The task ▸ Among the entries that follow, find every line with the word "forward" and copy it.

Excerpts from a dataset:
....
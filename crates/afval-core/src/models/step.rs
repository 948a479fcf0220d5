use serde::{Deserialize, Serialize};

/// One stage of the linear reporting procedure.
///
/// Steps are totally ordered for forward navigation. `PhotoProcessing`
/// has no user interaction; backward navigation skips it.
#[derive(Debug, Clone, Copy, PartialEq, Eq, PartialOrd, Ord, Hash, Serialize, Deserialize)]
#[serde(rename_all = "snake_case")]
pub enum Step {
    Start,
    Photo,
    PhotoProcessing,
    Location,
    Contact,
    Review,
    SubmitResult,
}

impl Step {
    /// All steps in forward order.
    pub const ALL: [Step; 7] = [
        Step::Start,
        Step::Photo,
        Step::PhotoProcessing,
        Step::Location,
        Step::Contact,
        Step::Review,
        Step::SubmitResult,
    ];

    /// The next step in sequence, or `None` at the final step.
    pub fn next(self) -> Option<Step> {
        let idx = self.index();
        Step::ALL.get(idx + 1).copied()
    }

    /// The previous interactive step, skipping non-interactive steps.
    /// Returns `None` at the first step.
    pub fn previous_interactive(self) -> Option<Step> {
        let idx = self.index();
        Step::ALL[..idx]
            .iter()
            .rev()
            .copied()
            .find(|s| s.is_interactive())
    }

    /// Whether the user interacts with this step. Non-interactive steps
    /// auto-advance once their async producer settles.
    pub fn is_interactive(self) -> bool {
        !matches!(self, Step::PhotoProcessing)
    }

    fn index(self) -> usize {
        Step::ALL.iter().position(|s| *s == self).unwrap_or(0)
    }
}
....
Output for this task ▸
/// Steps are totally ordered for forward navigation. `PhotoProcessing`
    /// All steps in forward order.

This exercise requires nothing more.